Коротко усмехнувшись на приглашение войти, Алишер следует за хозяином дома и прикрывает за собой входную дверь. Погрузившись в мягкий полумрак коридора, он чувствует себя увереннее. Будто попал в нужную обстановку, в родной мрак Ада. Но любые воспоминания о том месте рождают лишь раздражение, поэтому Алишер гонит мысли прочь. Ступает по темноте, рисуется высокой фигурой в проеме гостиной и замирает, не делая шага дальше. Напускное безразличие на изученном до каждой родинке лице заставляет что-то внутри ворочаться в сомнениях и липком неприятном ощущении неуместности происходящего. Не часто Белиала удается поставить в такое положение, когда на сцене появляется его нерешительность. И он, конечно, гонит ее прочь, маскирует привычным флером величавой медлительности. Но она все еще здесь. Она кусает за ребра изнутри и норовит вывернуть демоническое сердце наружу.
- Нет, спасибо. - отрицательно мотает головой на предложение вина. Хочет с улыбкой добавить что-то в духе "ты же знаешь, что я почти не пьянею, а вкус вина не люблю", но проглатывает невысказанные слова, словно колючую проволоку. Сколько они вообще говорили?

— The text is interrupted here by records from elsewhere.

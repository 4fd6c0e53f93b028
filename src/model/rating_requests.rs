use serde::{Deserialize, Serialize};

use crate::{domain::rating_request::RatingRequest, tools::log::{log_info, LogServiceType}};

use super::{error::{Error, Result}, store::sql::SqlOrder, ModelController};


#[derive(Debug, Serialize, Deserialize, Clone, Default)]
#[serde(rename_all = "camelCase")]
pub struct RatingRequestQuery {
    pub given_stars: Option<i32>,
    pub after: Option<i64>,
    #[serde(default)]
    pub order: SqlOrder,
    pub limit: Option<u32>,
}

/// Body accepted when creating a rating. A client-sent `id` is ignored,
/// identity always comes from the store.
#[derive(Debug, Serialize, Deserialize, Clone, Default)]
#[serde(rename_all = "camelCase")]
pub struct RatingRequestForAdd {
    #[serde(default)]
    pub given_stars: i32,
    #[serde(default)]
    pub total_given_stars: i32,
    #[serde(default)]
    pub total_max_stars: i32,
    #[serde(default)]
    pub average_stars: f64,
}

#[derive(Debug, Serialize, Deserialize, Clone, Default)]
pub struct RatingRequestForInsert {
    pub given_stars: i32,
    pub total_given_stars: i32,
    pub total_max_stars: i32,
    pub average_stars: f64,
}

impl From<RatingRequestForAdd> for RatingRequestForInsert {
    fn from(value: RatingRequestForAdd) -> Self {
        Self {
            given_stars: value.given_stars,
            total_given_stars: value.total_given_stars,
            total_max_stars: value.total_max_stars,
            average_stars: value.average_stars,
        }
    }
}

#[derive(Debug, Serialize, Deserialize, Clone, Default)]
#[serde(rename_all = "camelCase")]
pub struct RatingRequestForUpdate {
    pub given_stars: Option<i32>,
    pub total_given_stars: Option<i32>,
    pub total_max_stars: Option<i32>,
    pub average_stars: Option<f64>,
}



impl ModelController {

	pub async fn get_rating_requests(&self, query: RatingRequestQuery) -> Result<Vec<RatingRequest>> {
		let ratings = self.store.get_rating_requests(query).await?;
		Ok(ratings)
	}

    pub async fn get_rating_request(&self, id: i64) -> Result<RatingRequest> {
		self.store.get_rating_request(id).await?.ok_or(Error::RatingRequestNotFound(id))
	}

    pub async fn add_rating_request(&self, rating: RatingRequestForAdd) -> Result<RatingRequest> {
        check_average_stars(Some(rating.average_stars))?;
        let id = self.store.add_rating_request(rating.into()).await?;
        log_info(LogServiceType::Database, format!("Added rating request: {}", id));
		self.get_rating_request(id).await
	}

    pub async fn update_rating_request(&self, id: i64, update: RatingRequestForUpdate) -> Result<RatingRequest> {
        check_average_stars(update.average_stars)?;
		self.store.update_rating_request(id, update).await?.ok_or(Error::RatingRequestNotFound(id))
	}

    pub async fn remove_rating_request(&self, id: i64) -> Result<RatingRequest> {
        let removed = self.store.remove_rating_request(id).await?.ok_or(Error::RatingRequestNotFound(id))?;
        log_info(LogServiceType::Database, format!("Removed rating request: {}", id));
        Ok(removed)
	}
}

/// SQLite turns NaN into NULL, which the NOT NULL column rejects, and
/// infinities cannot be written back as JSON numbers.
fn check_average_stars(average_stars: Option<f64>) -> Result<()> {
    match average_stars {
        Some(average) if !average.is_finite() => Err(Error::NonFiniteAverageStars),
        _ => Ok(()),
    }
}
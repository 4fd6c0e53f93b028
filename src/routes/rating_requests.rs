
use crate::{model::{rating_requests::{RatingRequestForAdd, RatingRequestForUpdate, RatingRequestQuery}, ModelController}, Result};
use axum::{extract::State, routing::{delete, get, patch, post}, Json, Router};
use serde_json::{json, Value};

use super::{JsonBody, PathParam, QueryParams};



pub fn routes(mc: ModelController) -> Router {
	Router::new()
		.route("/", get(handler_list))
		.route("/", post(handler_post))
		.route("/:id", get(handler_get))
		.route("/:id", patch(handler_patch))
		.route("/:id", delete(handler_delete))
		.with_state(mc)
}

async fn handler_list(State(mc): State<ModelController>, QueryParams(query): QueryParams<RatingRequestQuery>) -> Result<Json<Value>> {
	let ratings = mc.get_rating_requests(query).await?;
	let body = Json(json!(ratings));
	Ok(body)
}

async fn handler_get(PathParam(id): PathParam<i64>, State(mc): State<ModelController>) -> Result<Json<Value>> {
	let rating = mc.get_rating_request(id).await?;
	let body = Json(json!(rating));
	Ok(body)
}

async fn handler_patch(PathParam(id): PathParam<i64>, State(mc): State<ModelController>, JsonBody(update): JsonBody<RatingRequestForUpdate>) -> Result<Json<Value>> {
	let updated = mc.update_rating_request(id, update).await?;
	Ok(Json(json!(updated)))
}

async fn handler_delete(PathParam(id): PathParam<i64>, State(mc): State<ModelController>) -> Result<Json<Value>> {
	let removed = mc.remove_rating_request(id).await?;
	let body = Json(json!(removed));
	Ok(body)
}

async fn handler_post(State(mc): State<ModelController>, JsonBody(rating): JsonBody<RatingRequestForAdd>) -> Result<Json<Value>> {
	let rating = mc.add_rating_request(rating).await?;
	let body = Json(json!(rating));
	Ok(body)
}
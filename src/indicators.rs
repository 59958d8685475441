//! Per-species and per-region indicator computation
//!
//! For every species of a region the yearly biomass grids are summarized along
//! latitude, longitude and depth. A year without biomass still produces a row,
//! with every indicator null, so each region covers the full species × year
//! cross product.

use crate::config::{species_folder_name, ProjectConfig, RegionConfig};
use crate::errors::Result;
use crate::metadata::region_species;
use crate::netcdf_io::{
    biomass_dir, discover_year_grids, read_auxiliary_grids, read_biomass_grid, AuxiliaryGrids,
    YearGrid,
};
use crate::statistics::{
    mask_auxiliary, mask_biomass, max_biomass, median_biomass, summarize_dimension,
    AuxDimension, DimensionIndicators,
};
use crate::table::{manifest_path, merge_rows, read_table, write_table, IndicatorRow, RunManifest};
use log::{debug, info, warn};
use ndarray::Array2;
use rayon::prelude::*;
use std::collections::BTreeSet;
use std::path::{Path, PathBuf};

/// Identity columns shared by every row of one species
#[derive(Debug, Clone, PartialEq, Eq)]
pub struct SpeciesIdentity {
    pub oa_region: String,
    pub region: String,
    pub scientific_name: String,
    pub common_name: String,
    pub core_species: bool,
}

impl SpeciesIdentity {
    fn empty_row(&self, year: i32) -> IndicatorRow {
        IndicatorRow::empty(
            &self.oa_region,
            &self.region,
            &self.scientific_name,
            &self.common_name,
            self.core_species,
            year,
        )
    }
}

/// One year of biomass for one species
#[derive(Debug, Clone)]
pub struct YearBiomass {
    pub year: i32,
    pub grid: Array2<f64>,
}

/// Rows of one species plus what the region pass needs to know about it
#[derive(Debug, Clone)]
pub struct SpeciesIndicators {
    pub rows: Vec<IndicatorRow>,
    /// Years with nonzero biomass
    pub years_present: BTreeSet<i32>,
    /// Median of all positive cells over all years
    pub median_biomass: Option<f64>,
}

/// Computes one row per year for a species
///
/// `years` must be sorted by year. The offset of each dimension is measured from
/// the centroid of the first year that has biomass, in the dimension's sort space.
pub fn species_indicators(
    identity: &SpeciesIdentity,
    aux: &AuxiliaryGrids,
    years: &[YearBiomass],
) -> Result<SpeciesIndicators> {
    let mut rows = Vec::with_capacity(years.len());
    let mut years_present = BTreeSet::new();
    let mut first_centroid: [Option<f64>; 3] = [None; 3];

    for year in years {
        let mut row = identity.empty_row(year.year);

        match max_biomass(&year.grid) {
            Some(max) if max > 0.0 => {}
            _ => {
                debug!(
                    "{} {}: no biomass, writing null row",
                    identity.scientific_name, year.year
                );
                rows.push(row);
                continue;
            }
        }
        years_present.insert(year.year);

        let biomass: Vec<f64> = mask_biomass(&year.grid).iter().copied().collect();

        for (index, dimension) in AuxDimension::ALL.into_iter().enumerate() {
            let masked = mask_auxiliary(&year.grid, aux.grid(dimension))?;
            let coordinates: Vec<f64> = masked.iter().copied().collect();

            match summarize_dimension(&biomass, &coordinates, dimension)? {
                Some(summary) => {
                    let first = *first_centroid[index].get_or_insert(summary.sort_space_centroid);
                    let indicators = DimensionIndicators::from_summary(&summary, first);
                    row.set_dimension(dimension, &indicators);
                }
                None => warn!(
                    "{} {}: no cell has both biomass and {}",
                    identity.scientific_name,
                    year.year,
                    dimension.as_str().to_lowercase()
                ),
            }
        }

        rows.push(row);
    }

    let grids: Vec<&Array2<f64>> = years.iter().map(|y| &y.grid).collect();
    let median = median_biomass(&grids);
    if let Some(median) = median {
        debug!("{}: median biomass {:.4}", identity.scientific_name, median);
    }

    Ok(SpeciesIndicators {
        rows,
        years_present,
        median_biomass: median,
    })
}

/// Reads the yearly grids listed for a species
pub fn load_species_years(
    grids: &[YearGrid],
    biomass_var: &str,
    shape: &[usize],
) -> Result<Vec<YearBiomass>> {
    grids
        .iter()
        .map(|g| -> Result<YearBiomass> {
            Ok(YearBiomass {
                year: g.year,
                grid: read_biomass_grid(&g.path, biomass_var, shape)?,
            })
        })
        .collect()
}

/// Result of processing one region
#[derive(Debug, Clone)]
pub enum RegionOutcome {
    Completed(Vec<IndicatorRow>),
    /// The region has no biomass folder; nothing was computed
    MissingBiomass { path: PathBuf },
}

/// Species is core when it has biomass in every survey year of the region
pub fn is_core_species(years_present: &BTreeSet<i32>, region_years: &BTreeSet<i32>) -> bool {
    !region_years.is_empty() && region_years.is_subset(years_present)
}

/// Computes the rows of every species of a region
///
/// Species are processed in parallel; rows come back in species order, then year
/// order. A species listed in the configuration without a folder on disk is
/// skipped with a warning.
pub fn region_indicators(
    config: &ProjectConfig,
    data_dir: &Path,
    region: &RegionConfig,
) -> Result<RegionOutcome> {
    let region_dir = data_dir.join(&region.code);
    let biomass_root = biomass_dir(&region_dir);
    if !biomass_root.is_dir() {
        return Ok(RegionOutcome::MissingBiomass { path: biomass_root });
    }

    let aux = read_auxiliary_grids(&region_dir.join(&config.auxiliary_file), &config.variables)?;

    let mut species = Vec::new();
    for name in region_species(region, &region_dir)? {
        let folder = biomass_root.join(species_folder_name(&name));
        if folder.is_dir() {
            let grids = discover_year_grids(&folder)?;
            species.push((name, grids));
        } else {
            warn!("⚠ {}: no biomass folder for {} at {}", region.code, name, folder.display());
        }
    }

    let region_years: BTreeSet<i32> = species
        .iter()
        .flat_map(|(_, grids)| grids.iter().map(|g| g.year))
        .collect();

    info!(
        "⚡ Computing indicators for {} species in {} across {} CPU cores",
        species.len(),
        region.display_name(),
        rayon::current_num_threads()
    );

    let results: Vec<(Option<bool>, SpeciesIndicators)> = species
        .par_iter()
        .map(|(name, grids)| -> Result<(Option<bool>, SpeciesIndicators)> {
            let info = config.species_info(name);
            let configured_core = info.and_then(|i| i.core_species);
            let identity = SpeciesIdentity {
                oa_region: region.code.clone(),
                region: region.display_name().to_string(),
                scientific_name: name.clone(),
                common_name: info.map(|i| i.common_name.clone()).unwrap_or_default(),
                core_species: configured_core.unwrap_or(false),
            };
            let years = load_species_years(grids, &config.variables.biomass, aux.shape())?;
            Ok((configured_core, species_indicators(&identity, &aux, &years)?))
        })
        .collect::<Result<Vec<_>>>()?;

    let mut rows = Vec::new();
    for (configured_core, mut result) in results {
        if configured_core.is_none() {
            let core = is_core_species(&result.years_present, &region_years);
            for row in &mut result.rows {
                row.core_species = core;
            }
        }
        rows.extend(result.rows);
    }

    info!("✅ {}: {} rows", region.code, rows.len());
    Ok(RegionOutcome::Completed(rows))
}

/// Options of a project run
#[derive(Debug, Clone, Default)]
pub struct RunOptions {
    /// Region codes to process; empty means all
    pub regions: Vec<String>,
    /// Skip a region without biomass instead of stopping the run
    pub continue_on_missing: bool,
    /// Merge with the table already at the output path
    pub append: bool,
}

/// Rows computed by a run and how far it got
#[derive(Debug, Clone, Default)]
pub struct RunSummary {
    pub rows: Vec<IndicatorRow>,
    pub regions_completed: Vec<String>,
    pub regions_skipped: Vec<String>,
    pub halted_region: Option<String>,
}

/// Processes the selected regions in configuration order
///
/// A region without a biomass folder stops the run: the remaining regions are not
/// processed, rows of regions already completed are kept. With
/// `continue_on_missing` the region is skipped instead.
pub fn compute_indicators(
    config: &ProjectConfig,
    data_dir: &Path,
    options: &RunOptions,
) -> Result<RunSummary> {
    let mut summary = RunSummary::default();

    for region in config.select_regions(&options.regions)? {
        match region_indicators(config, data_dir, region)? {
            RegionOutcome::Completed(rows) => {
                summary.rows.extend(rows);
                summary.regions_completed.push(region.code.clone());
            }
            RegionOutcome::MissingBiomass { path } if options.continue_on_missing => {
                warn!("⚠ Skipping {}: no biomass folder at {}", region.code, path.display());
                summary.regions_skipped.push(region.code.clone());
            }
            RegionOutcome::MissingBiomass { path } => {
                warn!(
                    "⚠ No biomass folder for {} at {}; remaining regions are not processed",
                    region.code,
                    path.display()
                );
                summary.halted_region = Some(region.code.clone());
                break;
            }
        }
    }

    Ok(summary)
}

/// Computes indicators and writes the table and its manifest
pub fn run_project(
    config: &ProjectConfig,
    data_dir: &Path,
    output: &Path,
    options: &RunOptions,
) -> Result<RunManifest> {
    let summary = compute_indicators(config, data_dir, options)?;

    let existing = if options.append && output.is_file() {
        read_table(output)?
    } else {
        Vec::new()
    };
    let rows_computed = summary.rows.len();
    let (merged, duplicates_removed) = merge_rows(existing, summary.rows);
    if duplicates_removed > 0 {
        info!("Removed {} duplicate rows", duplicates_removed);
    }
    write_table(output, &merged)?;

    let mut manifest = RunManifest::new(&config.project, output);
    manifest.regions_completed = summary.regions_completed;
    manifest.halted_region = summary.halted_region;
    manifest.rows_computed = rows_computed;
    manifest.rows_written = merged.len();
    manifest.duplicates_removed = duplicates_removed;
    manifest.write(&manifest_path(output))?;

    Ok(manifest)
}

Не телом, а по-настоящему? Хотя, впрочем... А что есть настоящий разговор? Разве тело не способно говорить больше, чем дробь слов из раскрытого рта? Алишер никогда не задумывался об этом потому, что и повода никогда не было. Но сейчас он проходит в гостиную, садится на диван и на мгновение теряется взглядом в пламени камина. Оранжево-желтые огоньки скачут по углям, шипят и мечутся столбиками света. Тени от них замирают в углах, а свет лижет ковер перед каминной решеткой.  Взгляд медленно скользит по огням, следит за узорами света, перетекает через ковер и фокусируется на лице Кэша. Вздох.

Что случилось, Кэш?
Что случилось, Алишер?

Глупые вопросы бьются бабочками под диафрагмой норовят умереть, сгнив в недрах людского тела. Удобрение для того, кто внутри мертв согласно не глупым цитатам, а по существу. Для того, кто и жив то никогда толком не был. Смерть - это спутник, верный и надежный. Смерть - это часть его сущности. Но почему же рядом с каким-то парнем-лепреконом смерть отступила? Почему же вдруг показалось, что он дышит по-новому, будто и правда живой? Алишер смотрит в глаза, но молчит еще долгие несколько минут. Молчит так, словно в этой тишине есть смыслы, никак не желающие складываться в слова. И кроме этого глупого вопроса о том, что же случилось, ему ведь есть сказать куда больше. Но он не умеет этого говорить. Он только смотрит. И через его глаза на лепрекона взирает бездна. Раковая опухоль в груди гулко бьется о ребра, в тишине будто слышен каждый удар. Так гулко, так явно. И так предательски честно. Когда-то русский поэт написал то, что теперь из головы не выбьешь, как ни старайся. "Глупое сердце, не бейся, все мы обмануты счастьем." Ему кажется, что его тоже обманули. Что дали то, что показалось совершенно иным сокровищем. Показалось ценным алмазом на помойке битого стекла. А потом этот алмаз отобрали и не сказали, что делать дальше. Его обманули тем, что позволили ощущать себя снова живым, а потом вернули все на исходную. И это ровно то, что демоны часто делают с людьми. Играют в эти злые шутки, наблюдают, наслаждаются и смеются. Теперь ему не смешно. Ему тошно. Потому что причины, которые привели его в Лондон, не могут быть логически истолкованы. Он - Демон. Ему плевать на чувства людей и существ вокруг. А своих у него и вовсе быть не должно. Он - Демон! Но он смотрит на Кэша и понимает, что все бывшее раньше теперь кажется сном. Внезапно так глупо думать о том, что у него не может быть чувств, когда... Ну вот же они, прямо здесь, за реберной клеткой. Вот же они, прямо во взгляде и на кончиках пальцев. Вот же они, маршрутом Москва-Лондон.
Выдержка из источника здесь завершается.